CLAMOR RAISES QUESTION OF PLAN'S VIABILITY


By Chris Spolar
Washington Post Staff Writer
Tuesday, October 3, 1989 ; Page B04

It was the talk of the fall meeting of the Foggy Bottom Association: six trailers to be used as emergency overnight shelters for more than 100 homeless men and women were being planned for a slice of city-owned land just off the Whitehurst Freeway.

People who live and do business near the Kennedy Center were upset. The location, at 27th and I streets NW, was too close to high-speed traffic, they argued. The number of people to be housed was too high, they said, and the trailers would draw even more homeless people to an area that had its share of street people living beneath overpasses.

"You're dealing with highly vocal, articulate, intelligent people," Elayne DeVito, group president, said after the meeting last week. "And I don't think they're going to let it rest here. There will certainly be a lot more noise made."

Join the roar.

In the next few weeks, the Barry administration will face off over the homeless issue with neighborhood groups opposing additional shelters in their area, and with the courts, the D.C. Council and advocates for the poor whose funds are jeopardized by city budget cutbacks.

All are clamoring that homelessness in the nation's capital has become a crisis that threatens to ravage this community's fabric and its future.

What rises from the debates is heightened awareness of the impact of a vote, taken five years ago in the District, on legislation known as Initiative 17. Approved overwhelmingly by the city's residents, the initiative mandated the city to provide overnight shelter for anyone who requests it.

Since that referendum, which created the District's Right to Shelter Act, the city has filled nine shelters for single men, three shelters for single women and five privately-contracted motels with hundreds of families. D.C. shelters house about 6,000 homeless people. An additional 1,200 live at the shelter operated by the Community for Creative Non-Violence and an unknown number live on the streets.
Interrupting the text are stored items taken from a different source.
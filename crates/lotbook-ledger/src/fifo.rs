//! FIFO consumption planning
//!
//! The plan is pure arithmetic over a snapshot of open batches, already
//! ordered FIFO by the caller (`received_date` ascending, id ascending).
//! Each draw records the quantity observed in the snapshot so the engine can
//! apply it as a conditional decrement and detect concurrent writers.

use rust_decimal::Decimal;

use lotbook_common::LedgerError;
use lotbook_persistence::entity::batch;

/// One planned decrement against one batch
#[derive(Clone, Debug, PartialEq, Eq)]
pub struct Draw {
    pub batch_id: i64,
    /// Batch quantity at planning time, the optimistic-lock witness
    pub observed_quantity: Decimal,
    /// Quantity this draw consumes, 0 < consumed <= observed
    pub consumed: Decimal,
}

/// Plan draining `requested` units from the FIFO-ordered open batches
///
/// Fails with `InsufficientStock` when the batches cannot cover the request;
/// exact exhaustion of the final batch is a normal plan, not an error.
pub fn plan_consumption(
    batches: &[batch::Model],
    requested: Decimal,
) -> Result<Vec<Draw>, LedgerError> {
    let available: Decimal = batches.iter().map(|b| b.quantity).sum();
    if available < requested {
        return Err(LedgerError::InsufficientStock {
            requested,
            available,
        });
    }

    let mut draws = Vec::new();
    let mut remaining = requested;

    for batch in batches {
        if remaining.is_zero() {
            break;
        }
        let consumed = batch.quantity.min(remaining);
        if consumed.is_zero() {
            continue;
        }
        draws.push(Draw {
            batch_id: batch.id,
            observed_quantity: batch.quantity,
            consumed,
        });
        remaining -= consumed;
    }

    Ok(draws)
}
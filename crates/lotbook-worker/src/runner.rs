//! Worker pool consuming the broker channel
//!
//! Each accepted job is executed at least once: failures retry with
//! exponential backoff up to `max_attempts`, and a terminal failure logs the
//! full job context (name, keys, scope) so an operator can replay it — the
//! operations themselves are idempotent, so replay is always safe.

use std::sync::Arc;
use std::time::Duration;

use sea_orm::DatabaseConnection;
use tokio::sync::{Mutex, mpsc};
use tokio::task::JoinHandle;
use tracing::{debug, error, info, warn};

use lotbook_queue::Job;

use crate::propagation;

/// Worker pool configuration
#[derive(Clone, Debug)]
pub struct RunnerConfig {
    /// Number of concurrent worker tasks
    pub workers: usize,
    /// Attempts per job before the failure is terminal
    pub max_attempts: u32,
    /// Initial delay between attempts, doubled after each failure
    pub retry_delay: Duration,
}

impl Default for RunnerConfig {
    fn default() -> Self {
        Self {
            workers: 2,
            max_attempts: 3,
            retry_delay: Duration::from_millis(200),
        }
    }
}

/// Handle to the spawned worker pool
///
/// The pool drains until every queue sender is dropped, then each worker
/// exits; `join` awaits that shutdown.
pub struct JobRunner {
    handles: Vec<JoinHandle<()>>,
}

impl JobRunner {
    /// Spawn `config.workers` tasks consuming `rx`
    pub fn spawn(db: DatabaseConnection, rx: mpsc::Receiver<Job>, config: RunnerConfig) -> Self {
        let rx = Arc::new(Mutex::new(rx));
        let handles = (0..config.workers.max(1))
            .map(|worker_id| {
                let db = db.clone();
                let rx = Arc::clone(&rx);
                let config = config.clone();
                tokio::spawn(async move {
                    worker_loop(worker_id, db, rx, config).await;
                })
            })
            .collect();

        Self { handles }
    }

    /// Wait for every worker to finish draining the queue
    pub async fn join(self) {
        for handle in self.handles {
            let _ = handle.await;
        }
    }
}

async fn worker_loop(
    worker_id: usize,
    db: DatabaseConnection,
    rx: Arc<Mutex<mpsc::Receiver<Job>>>,
    config: RunnerConfig,
) {
    debug!(worker_id, "propagation worker started");

    loop {
        let job = rx.lock().await.recv().await;
        let Some(job) = job else {
            debug!(worker_id, "job broker closed, worker exiting");
            break;
        };

        run_job(&db, &job, &config, worker_id).await;
    }
}

async fn run_job(db: &DatabaseConnection, job: &Job, config: &RunnerConfig, worker_id: usize) {
    let mut delay = config.retry_delay;

    for attempt in 1..=config.max_attempts.max(1) {
        match propagation::execute(db, job).await {
            Ok(rewritten) => {
                info!(worker_id, job = job.name(), rewritten, attempt, "job complete");
                return;
            }
            Err(err) if attempt < config.max_attempts => {
                warn!(
                    worker_id,
                    job = job.name(),
                    attempt,
                    error = %err,
                    "job failed, retrying after backoff"
                );
                tokio::time::sleep(delay).await;
                delay *= 2;
            }
            Err(err) => {
                // context for manual replay; the operation is idempotent
                error!(
                    worker_id,
                    job = job.name(),
                    detail = %job.describe(),
                    attempts = config.max_attempts,
                    error = %err,
                    "job failed terminally"
                );
            }
        }
    }
}
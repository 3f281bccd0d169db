//! Catalog service tests: schema mutations with inline propagation fallback
//!
//! Every test runs with the disabled queue, so trigger sites execute the
//! propagation functions synchronously and the effects are observable
//! immediately after the call returns.

use chrono::Utc;
use sea_orm::{ActiveModelTrait, ColumnTrait, ConnectOptions, Database, DatabaseConnection, EntityTrait, QueryFilter, Set};

use lotbook_catalog::service::{category, definition, document, item, link};
use lotbook_catalog::service::item::CreateItemParams;
use lotbook_common::LedgerError;
use lotbook_persistence::entity::{attribute_definition, attribute_document, item as item_entity};
use lotbook_persistence::schema;
use lotbook_persistence::value::{AttributeMap, ScalarValue};
use lotbook_queue::DisabledJobQueue;

async fn setup() -> DatabaseConnection {
    let mut options = ConnectOptions::new("sqlite::memory:");
    options.max_connections(1);
    let db = Database::connect(options).await.unwrap();
    schema::create_tables(&db).await.unwrap();
    db
}

fn item_params(code: &str, category_id: i64) -> CreateItemParams {
    CreateItemParams {
        code: code.to_string(),
        name: code.to_string(),
        category_id,
        unit_of_measure: "EA".to_string(),
        notes: None,
    }
}

async fn document_for(db: &DatabaseConnection, item_id: i64) -> Option<AttributeMap> {
    attribute_document::Entity::find()
        .filter(attribute_document::Column::ItemId.eq(item_id))
        .one(db)
        .await
        .unwrap()
        .map(|doc| doc.attributes)
}

#[tokio::test]
async fn test_definition_key_is_derived_from_name() {
    let db = setup().await;

    let def = definition::create(&db, "Flash Point (°C)", Some("°C"), None)
        .await
        .unwrap();
    assert_eq!(def.key, "flash_point_c");

    let err = definition::create(&db, "%%%", None, None).await.unwrap_err();
    assert!(matches!(
        err.downcast_ref::<LedgerError>(),
        Some(LedgerError::InvalidInput(_))
    ));

    let err = definition::create(&db, "Flash Point (°C)", None, None)
        .await
        .unwrap_err();
    assert!(matches!(
        err.downcast_ref::<LedgerError>(),
        Some(LedgerError::InvalidInput(_))
    ));
}

#[tokio::test]
async fn test_item_creation_prepopulates_document() {
    let db = setup().await;
    let queue = DisabledJobQueue;

    let lub = category::create(&db, "LUB", "Lubricants", None).await.unwrap();
    let viscosity = definition::create(&db, "Viscosity", Some("cSt"), None)
        .await
        .unwrap();
    let grade = definition::create(&db, "Grade", None, None).await.unwrap();
    link::create(&db, &queue, lub.id, viscosity.id).await.unwrap();
    link::create(&db, &queue, lub.id, grade.id).await.unwrap();

    let created = item::create(&db, item_params("LUB-1", lub.id)).await.unwrap();

    let doc = document_for(&db, created.id).await.unwrap();
    assert_eq!(doc, AttributeMap::from_null_keys(["grade", "viscosity"]));
}

#[tokio::test]
async fn test_link_create_propagates_inline() {
    let db = setup().await;
    let queue = DisabledJobQueue;

    let lub = category::create(&db, "LUB", "Lubricants", None).await.unwrap();
    let sol = category::create(&db, "SOL", "Solvents", None).await.unwrap();
    let existing = item::create(&db, item_params("LUB-1", lub.id)).await.unwrap();
    let outsider = item::create(&db, item_params("SOL-1", sol.id)).await.unwrap();

    let ph = definition::create(&db, "pH", None, None).await.unwrap();
    link::create(&db, &queue, lub.id, ph.id).await.unwrap();

    // existing item of the category gained the key synchronously
    let doc = document_for(&db, existing.id).await.unwrap();
    assert!(doc.get("ph").unwrap().is_null());

    // item of another category did not
    let doc = document_for(&db, outsider.id).await.unwrap();
    assert!(!doc.contains_key("ph"));

    // duplicate link is invalid input
    let err = link::create(&db, &queue, lub.id, ph.id).await.unwrap_err();
    assert!(matches!(
        err.downcast_ref::<LedgerError>(),
        Some(LedgerError::InvalidInput(_))
    ));
}

#[tokio::test]
async fn test_link_create_backfills_missing_documents() {
    let db = setup().await;
    let queue = DisabledJobQueue;

    let lub = category::create(&db, "LUB", "Lubricants", None).await.unwrap();

    // an item that predates document backfill, inserted behind the service
    let now = Utc::now();
    let bare = item_entity::ActiveModel {
        code: Set("LUB-OLD".to_string()),
        name: Set("Legacy drum".to_string()),
        category_id: Set(lub.id),
        unit_of_measure: Set("EA".to_string()),
        notes: Set(None),
        created_at: Set(now),
        updated_at: Set(now),
        ..Default::default()
    }
    .insert(&db)
    .await
    .unwrap();
    assert!(document_for(&db, bare.id).await.is_none());

    let ph = definition::create(&db, "pH", None, None).await.unwrap();
    link::create(&db, &queue, lub.id, ph.id).await.unwrap();

    assert_eq!(
        document_for(&db, bare.id).await.unwrap(),
        AttributeMap::with_null_key("ph")
    );
}

#[tokio::test]
async fn test_definition_rename_moves_keys() {
    let db = setup().await;
    let queue = DisabledJobQueue;

    let lub = category::create(&db, "LUB", "Lubricants", None).await.unwrap();
    let viscosity = definition::create(&db, "Viscosity", None, None).await.unwrap();
    link::create(&db, &queue, lub.id, viscosity.id).await.unwrap();
    let drum = item::create(&db, item_params("LUB-1", lub.id)).await.unwrap();

    let mut patch = AttributeMap::new();
    patch.insert("viscosity".to_string(), ScalarValue::Float(32.5));
    document::update_attributes(&db, drum.id, &patch).await.unwrap();

    let renamed = definition::rename(&db, &queue, viscosity.id, "Viscosity cSt")
        .await
        .unwrap();
    assert_eq!(renamed.key, "viscosity_cst");

    let doc = document_for(&db, drum.id).await.unwrap();
    assert_eq!(doc.get("viscosity_cst"), Some(&ScalarValue::Float(32.5)));
    assert!(!doc.contains_key("viscosity"));
}

#[tokio::test]
async fn test_definition_delete_removes_keys_and_links() {
    let db = setup().await;
    let queue = DisabledJobQueue;

    let lub = category::create(&db, "LUB", "Lubricants", None).await.unwrap();
    let ph = definition::create(&db, "pH", None, None).await.unwrap();
    let grade = definition::create(&db, "Grade", None, None).await.unwrap();
    link::create(&db, &queue, lub.id, ph.id).await.unwrap();
    link::create(&db, &queue, lub.id, grade.id).await.unwrap();
    let drum = item::create(&db, item_params("LUB-1", lub.id)).await.unwrap();

    definition::delete(&db, &queue, ph.id).await.unwrap();

    assert!(
        attribute_definition::Entity::find_by_id(ph.id)
            .one(&db)
            .await
            .unwrap()
            .is_none()
    );
    let doc = document_for(&db, drum.id).await.unwrap();
    assert!(!doc.contains_key("ph"));
    assert!(doc.contains_key("grade"));
    assert_eq!(
        link::definition_keys_for_category(&db, lub.id).await.unwrap(),
        vec!["grade".to_string()]
    );
}

#[tokio::test]
async fn test_unlink_removes_key_from_that_category_only() {
    let db = setup().await;
    let queue = DisabledJobQueue;

    let lub = category::create(&db, "LUB", "Lubricants", None).await.unwrap();
    let sol = category::create(&db, "SOL", "Solvents", None).await.unwrap();
    let ph = definition::create(&db, "pH", None, None).await.unwrap();
    link::create(&db, &queue, lub.id, ph.id).await.unwrap();
    link::create(&db, &queue, sol.id, ph.id).await.unwrap();
    let drum = item::create(&db, item_params("LUB-1", lub.id)).await.unwrap();
    let can = item::create(&db, item_params("SOL-1", sol.id)).await.unwrap();

    link::delete(&db, &queue, lub.id, ph.id).await.unwrap();

    assert!(!document_for(&db, drum.id).await.unwrap().contains_key("ph"));
    assert!(document_for(&db, can.id).await.unwrap().contains_key("ph"));

    let err = link::delete(&db, &queue, lub.id, ph.id).await.unwrap_err();
    assert!(matches!(
        err.downcast_ref::<LedgerError>(),
        Some(LedgerError::NotFound { .. })
    ));
}

#[tokio::test]
async fn test_document_edit_validates_against_category_keys() {
    let db = setup().await;
    let queue = DisabledJobQueue;

    let lub = category::create(&db, "LUB", "Lubricants", None).await.unwrap();
    let viscosity = definition::create(&db, "Viscosity", None, None).await.unwrap();
    link::create(&db, &queue, lub.id, viscosity.id).await.unwrap();
    let drum = item::create(&db, item_params("LUB-1", lub.id)).await.unwrap();

    let mut patch = AttributeMap::new();
    patch.insert("density".to_string(), ScalarValue::Float(0.87));
    let err = document::update_attributes(&db, drum.id, &patch).await.unwrap_err();
    let message = format!("{}", err.downcast_ref::<LedgerError>().unwrap());
    assert!(message.contains("density"), "rejection names the key");

    // valid edit merges without clobbering other keys
    let mut patch = AttributeMap::new();
    patch.insert("viscosity".to_string(), ScalarValue::Float(46.0));
    let stored = document::update_attributes(&db, drum.id, &patch).await.unwrap();
    assert_eq!(
        stored.attributes.get("viscosity"),
        Some(&ScalarValue::Float(46.0))
    );

    // a null-valued patch stores null, it does not delete the key
    let mut patch = AttributeMap::new();
    patch.insert("viscosity".to_string(), ScalarValue::Null);
    let stored = document::update_attributes(&db, drum.id, &patch).await.unwrap();
    assert!(stored.attributes.get("viscosity").unwrap().is_null());
    assert!(stored.attributes.contains_key("viscosity"));
}

#[tokio::test]
async fn test_item_requires_existing_category_and_unique_code() {
    let db = setup().await;

    let err = item::create(&db, item_params("X-1", 404)).await.unwrap_err();
    assert!(matches!(
        err.downcast_ref::<LedgerError>(),
        Some(LedgerError::NotFound { entity: "category", .. })
    ));

    let lub = category::create(&db, "LUB", "Lubricants", None).await.unwrap();
    item::create(&db, item_params("LUB-1", lub.id)).await.unwrap();
    let err = item::create(&db, item_params("LUB-1", lub.id)).await.unwrap_err();
    assert!(matches!(
        err.downcast_ref::<LedgerError>(),
        Some(LedgerError::InvalidInput(_))
    ));
}
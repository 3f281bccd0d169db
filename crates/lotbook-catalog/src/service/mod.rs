//! Catalog service layer
//!
//! Free async functions over `&DatabaseConnection`; schema mutations take a
//! `&dyn JobQueue` as well and trigger propagation through it.

pub mod category;
pub mod definition;
pub mod document;
pub mod item;
pub mod link;

use sea_orm::{ColumnTrait, DatabaseConnection, EntityTrait, PaginatorTrait, QueryFilter};
use tracing::{debug, error};

use lotbook_common::LedgerError;
use lotbook_persistence::entity::item as item_entity;
use lotbook_queue::{Job, JobQueue};
use lotbook_worker::propagation;

/// Hand a propagation job to the broker, or run it inline when refused
///
/// The definitional change is already committed when this runs; the caller's
/// success never waits on an accepted enqueue. Inline execution failure is
/// surfaced as `PropagationFailure` so the schema edit is loudly retryable.
pub(crate) async fn trigger_propagation(
    db: &DatabaseConnection,
    queue: &dyn JobQueue,
    job: Job,
) -> anyhow::Result<()> {
    if queue.enqueue(job.clone()).await {
        debug!(job = job.name(), "propagation job enqueued");
        return Ok(());
    }

    propagation::execute(db, &job).await.map_err(|err| {
        error!(
            job = job.name(),
            detail = %job.describe(),
            error = %err,
            "inline propagation failed"
        );
        LedgerError::PropagationFailure(format!("{}: {}", job.describe(), err))
    })?;

    Ok(())
}

/// True when at least one item lives in any of the given categories
///
/// Trigger sites skip propagation entirely for empty scopes; there is
/// nothing to rewrite.
pub(crate) async fn scope_has_items(
    db: &DatabaseConnection,
    category_ids: &[i64],
) -> anyhow::Result<bool> {
    if category_ids.is_empty() {
        return Ok(false);
    }

    let count = item_entity::Entity::find()
        .filter(item_entity::Column::CategoryId.is_in(category_ids.to_vec()))
        .count(db)
        .await?;

    Ok(count > 0)
}
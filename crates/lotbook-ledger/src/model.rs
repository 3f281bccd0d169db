//! Ledger operation parameters

use chrono::{DateTime, NaiveDate, Utc};
use rust_decimal::Decimal;

/// Parameters for recording a purchase (lot intake)
#[derive(Clone, Debug)]
pub struct PurchaseParams {
    pub item_id: i64,
    pub facility_id: i64,
    /// Strictly positive quantity received
    pub quantity: Decimal,
    pub unit_cost: Option<Decimal>,
    pub received_date: DateTime<Utc>,
    /// Supplying vendor, when known
    pub source_id: Option<i64>,
    pub lot_number: Option<String>,
    pub expiration_date: Option<NaiveDate>,
    pub performed_by: Option<i64>,
    pub notes: Option<String>,
}

/// Parameters for recording a usage (FIFO consumption)
#[derive(Clone, Debug)]
pub struct UsageParams {
    pub item_id: i64,
    pub facility_id: i64,
    /// Strictly negative quantity; the magnitude is consumed
    pub quantity: Decimal,
    pub transaction_date: DateTime<Utc>,
    pub performed_by: Option<i64>,
    pub notes: Option<String>,
}
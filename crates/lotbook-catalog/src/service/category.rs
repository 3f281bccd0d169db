//! Item category service

use chrono::Utc;
use sea_orm::{ActiveModelTrait, ColumnTrait, DatabaseConnection, EntityTrait, QueryFilter, QueryOrder, Set};

use lotbook_common::LedgerError;
use lotbook_persistence::entity::item_category;

pub async fn create(
    db: &DatabaseConnection,
    code: &str,
    name: &str,
    description: Option<&str>,
) -> anyhow::Result<item_category::Model> {
    if code.trim().is_empty() {
        return Err(LedgerError::invalid("category code must not be empty").into());
    }

    let existing = item_category::Entity::find()
        .filter(item_category::Column::Code.eq(code))
        .one(db)
        .await?;
    if existing.is_some() {
        return Err(LedgerError::invalid(format!("category '{}' already exists", code)).into());
    }

    let now = Utc::now();
    let category = item_category::ActiveModel {
        code: Set(code.to_string()),
        name: Set(name.to_string()),
        description: Set(description.map(str::to_string)),
        created_at: Set(now),
        updated_at: Set(now),
        ..Default::default()
    }
    .insert(db)
    .await?;

    Ok(category)
}

pub async fn get_by_code(
    db: &DatabaseConnection,
    code: &str,
) -> anyhow::Result<Option<item_category::Model>> {
    Ok(item_category::Entity::find()
        .filter(item_category::Column::Code.eq(code))
        .one(db)
        .await?)
}

pub async fn find_all(db: &DatabaseConnection) -> anyhow::Result<Vec<item_category::Model>> {
    Ok(item_category::Entity::find()
        .order_by_asc(item_category::Column::Code)
        .all(db)
        .await?)
}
The cost of providing care for the homeless has jumped from $4 million in 1984 to $27 million this year. The price tag in the 1990 budget tops $32 million, with nearly 75 percent of the money paying for family needs.

Despite this expense, some say the city still has not adhered to the intent of the law. Today, lawyers for the District will again be in court defending the city's shelter program.

A group of single homeless individuals sued the city this year alleging poor, unsanitary and unsafe care in its shelters. The city and the homeless group came to an agreement last spring that gave the city until this week to improve its adult shelters and to provide extra space whenever existing shelters became nearly full. The court agreement also said the city was to create a plan to provide shelters in five service areas of the city.

Attorneys for the homeless, headed by John W. Nields Jr., a former majority counsel of the Iran-contra congressional hearings, say the city has again fallen far short of its goals.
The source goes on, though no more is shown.